Joel Beinin is the Donald J. McLachlan Professor of History and Professor of Middle East History. He received his A.B. from Princeton University in 1970, his M.A. from Harvard University in 1974, and his A.M.L.S. and Ph.D. from the University of Michigan in 1978 and 1982. He also studied at the American University of Cairo and and the Hebrew University of Jerusalem. He lived in Egypt in 1969, 1980-81, 1985, 1986, 1994, 2004-05, and 2006-08 and in Israel in 1965-66, 1970-73, 1987, 1988, 1993, and 1993. He has taught Middle East history at Stanford University since 1983. From 2006 to 2008 he served as Director of Middle East Studies and Professor of History at the American University in Cairo. His research and writing focuses on workers, peasants, and minorities in the modern Middle East and on Israel, Palestine, and the Arab-Israeli conflict.

 

Beinin has written or edited nine books, most recently Social Movements, Mobilization, and Contestation in the Middle East and North Africa; co-edited with Frédéric Vairel (Stanford University Press, 2011) and The Struggle for Worker Rights in Egypt (Solidarity Center, 2010).
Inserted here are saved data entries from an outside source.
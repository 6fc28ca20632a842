use std::fmt;

macro_rules! string_id {
    ($(#[$meta:meta])* $name:ident) => {
        $(#[$meta])*
        #[derive(Clone, Debug, PartialEq, Eq, PartialOrd, Ord, Hash, Default)]
        #[cfg_attr(feature = "serde", derive(serde::Serialize, serde::Deserialize))]
        #[cfg_attr(feature = "serde", serde(transparent))]
        pub struct $name(pub String);

        impl $name {
            pub fn new(value: impl Into<String>) -> Self {
                Self(value.into())
            }

            pub fn as_str(&self) -> &str {
                &self.0
            }
        }

        impl fmt::Display for $name {
            fn fmt(&self, f: &mut fmt::Formatter<'_>) -> fmt::Result {
                f.write_str(&self.0)
            }
        }

        impl From<&str> for $name {
            fn from(value: &str) -> Self {
                Self(value.to_owned())
            }
        }

        impl From<String> for $name {
            fn from(value: String) -> Self {
                Self(value)
            }
        }
    };
}

string_id!(
    /// Identifier of a unit on either roster. Unique across the whole battle.
    UnitId
);

string_id!(
    /// Identifier of an ability definition.
    AbilityId
);

string_id!(
    /// Identifier of a Djinn definition.
    DjinnId
);

string_id!(
    /// Identifier of an equipment definition.
    EquipmentId
);

string_id!(
    /// Identifier of the encounter a battle was started from.
    EncounterId
);
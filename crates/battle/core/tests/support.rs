mod common;

use battle_core::env::StatusRemoval;
use battle_core::state::ImmunityScope;
use battle_core::{
    AbilityDefinition, AbilityId, BattleCommand, BattleConfig, BattleEngine, BattleEvent,
    BattleSetup, Element, Stats, StatusEffect, StatusKind, Unit, UnitId,
};
use common::{Content, adept, dummy, play_round};

fn content() -> Content {
    Content::new()
        .ability(
            AbilityDefinition::buff("ward", Stats::ZERO)
                .with_shield(2)
                .with_damage_reduction(0.5, 3)
                .with_resistance(Element::Mars, 0.3, 3)
                .with_immunity(ImmunityScope::All, 3),
        )
        .ability(AbilityDefinition::debuff("sap", Stats::new(0, 0, -3, 0, 0, 0)))
        .ability(AbilityDefinition::healing("purify", 0).with_removal(StatusRemoval::AllNegative))
        .ability(AbilityDefinition::healing("raise", 10).with_revive(0.5))
        .ability(AbilityDefinition::healing("cure", 10))
}

fn knowing(mut unit: Unit, abilities: &[&str]) -> Unit {
    unit.abilities.extend(abilities.iter().map(|id| AbilityId::from(*id)));
    unit
}

#[test]
fn ward_grants_every_protection_and_blocks_the_next_debuff() {
    let content = content();
    let config = BattleConfig::new().with_invariant_checks(true);
    let engine = BattleEngine::new(content.env(), &config);
    let state = BattleSetup::new("shrine", 3)
        .party_unit(knowing(adept("felix", 10), &["ward"]))
        .enemy(knowing(dummy("slime", 500, 10, 5), &["sap"]))
        .build(&content.env())
        .unwrap();

    let outcome = play_round(
        &engine,
        &state,
        [BattleCommand::use_ability("felix", "ward", vec!["felix".into()])],
    );
    let felix = &outcome.state.party.units[0];
    for kind in [
        StatusKind::Shield,
        StatusKind::DamageReduction,
        StatusKind::ElementalResistance,
        StatusKind::Immunity,
    ] {
        assert!(felix.statuses.has(kind), "missing {kind:?}");
        assert!(outcome.events.contains(&BattleEvent::StatusApplied {
            target: UnitId::from("felix"),
            status: kind,
        }));
    }
    assert_eq!(felix.statuses.damage_reduction(), 0.5);
    assert_eq!(felix.statuses.elemental_resistance(Element::Mars), 0.3);

    // The slime's only move is the debuff, which the immunity turns away.
    assert!(outcome.events.contains(&BattleEvent::StatusResisted {
        target: UnitId::from("felix"),
        status: StatusKind::Debuff,
    }));
    assert!(!felix.statuses.has(StatusKind::Debuff));
    assert_eq!(outcome.state.effective_stats(&felix.id).unwrap().def, 10);
}

#[test]
fn purify_strips_negative_statuses_and_keeps_buffs() {
    let content = content();
    let config = BattleConfig::new().with_invariant_checks(true);
    let engine = BattleEngine::new(content.env(), &config);
    let mut state = BattleSetup::new("shrine", 5)
        .party_unit(knowing(adept("isaac", 10), &["purify"]))
        .party_unit(adept("felix", 8))
        .enemy(dummy("slime", 500, 10, 5))
        .build(&content.env())
        .unwrap();
    let felix = &mut state.party.units[1];
    felix.statuses.push(StatusEffect::Poison { duration: 3 });
    felix.statuses.push(StatusEffect::Buff {
        modifier: Stats::new(0, 0, 4, 0, 0, 0),
        duration: 3,
    });

    let outcome = play_round(
        &engine,
        &state,
        [
            BattleCommand::use_ability("isaac", "purify", vec!["felix".into()]),
            BattleCommand::basic_attack("felix", "slime"),
        ],
    );
    assert!(outcome.events.contains(&BattleEvent::StatusExpired {
        target: UnitId::from("felix"),
        status: StatusKind::Poison,
    }));
    // Cleansed before felix's own turn, so poison never ticks.
    assert!(!outcome.events.iter().any(|event| matches!(
        event,
        BattleEvent::StatusDamage { target, .. } if target.as_str() == "felix"
    )));
    let felix = &outcome.state.party.units[1];
    assert!(!felix.statuses.has(StatusKind::Poison));
    assert!(felix.statuses.has(StatusKind::Buff));
}

#[test]
fn raise_brings_a_fallen_ally_back_at_half_health() {
    let content = content();
    let config = BattleConfig::new().with_invariant_checks(true);
    let engine = BattleEngine::new(content.env(), &config);
    let mut state = BattleSetup::new("shrine", 8)
        .party_unit(knowing(adept("isaac", 10), &["raise", "cure"]))
        .party_unit(adept("felix", 8))
        .enemy(dummy("slime", 500, 10, 5))
        .build(&content.env())
        .unwrap();
    state.party.units[1].current_hp = 0;

    // Plain healing cannot target a knocked-out ally.
    assert!(
        engine
            .execute(
                &state,
                &BattleCommand::use_ability("isaac", "cure", vec!["felix".into()]),
            )
            .is_err()
    );

    let outcome = play_round(
        &engine,
        &state,
        [BattleCommand::use_ability("isaac", "raise", vec!["felix".into()])],
    );
    assert!(outcome.events.contains(&BattleEvent::Revived {
        unit: UnitId::from("felix"),
        hp: 50,
    }));
    let felix = &outcome.state.party.units[1];
    assert!(felix.is_alive());
    assert!(felix.current_hp >= 49);
}
//! Play many seeds and aggregate the results.

use anyhow::Result;
use battle_core::EncounterId;
use battle_sim::{BatchReport, SimError, Simulator};
use clap::Parser;

use super::{Content, PolicyKind};

/// Play many seeds and report aggregate results
#[derive(Parser)]
pub struct Batch {
    /// Encounter id from the catalog
    #[arg(short, long, default_value = "forest_ambush")]
    encounter: String,

    /// Preset party id from the catalog
    #[arg(short, long, default_value = "adepts")]
    party: String,

    /// First seed of the batch
    #[arg(long, default_value_t = 1)]
    first_seed: u32,

    /// Number of battles
    #[arg(short = 'n', long, default_value_t = 100)]
    runs: u32,

    #[arg(long, value_enum, default_value_t)]
    policy: PolicyKind,

    /// Abandon battles after this many rounds
    #[arg(long, default_value_t = Simulator::DEFAULT_ROUND_LIMIT)]
    round_limit: u32,

    /// Print the full report, per-seed summaries included, as JSON
    #[arg(long)]
    json: bool,
}

impl Batch {
    pub fn execute(self, content: &Content) -> Result<()> {
        let encounter = EncounterId::new(self.encounter.as_str());
        let simulator = Simulator::new(content.engine()).with_round_limit(self.round_limit);
        let mut policy = self.policy.build();

        let seeds = (0..self.runs).map(|offset| self.first_seed.wrapping_add(offset));
        let summaries = simulator.batch(
            seeds,
            |seed| -> Result<_, SimError> {
                Ok(content.catalog.battle(&self.party, &encounter, seed)?)
            },
            policy.as_mut(),
        )?;
        let report = BatchReport::new(encounter.clone(), &self.party, policy.name(), summaries);

        if self.json {
            println!("{}", serde_json::to_string_pretty(&report)?);
        } else {
            println!(
                "{} vs {} ({} policy, {} runs)",
                report.party, report.encounter, report.policy, report.runs
            );
            println!(
                "  victories {}  defeats {}  unfinished {}",
                report.victories, report.defeats, report.unfinished
            );
            println!("  win rate      {:.1}%", report.win_rate * 100.0);
            println!("  avg rounds    {:.2}", report.average_rounds);
            println!("  avg HP left   {:.1}%", report.average_survivor_hp_percent);
        }
        Ok(())
    }
}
His articles have been published in leading scholarly journals as well as The Nation, Middle East Report, The Los Angeles Times, The San Francisco Chronicle, Le Monde Diplomatique, and others. He has appeared on Al-Jazeera TV, BBC radio, National Public Radio, and many other TV and radio programs throughout North America, and in France, Egypt, Singapore, and Australia, and has given frequent interviews to the global media. In 2002 he served as President of the Middle East Studies Association of North America.

This event is co-sponsored by the Arab Studies Institute.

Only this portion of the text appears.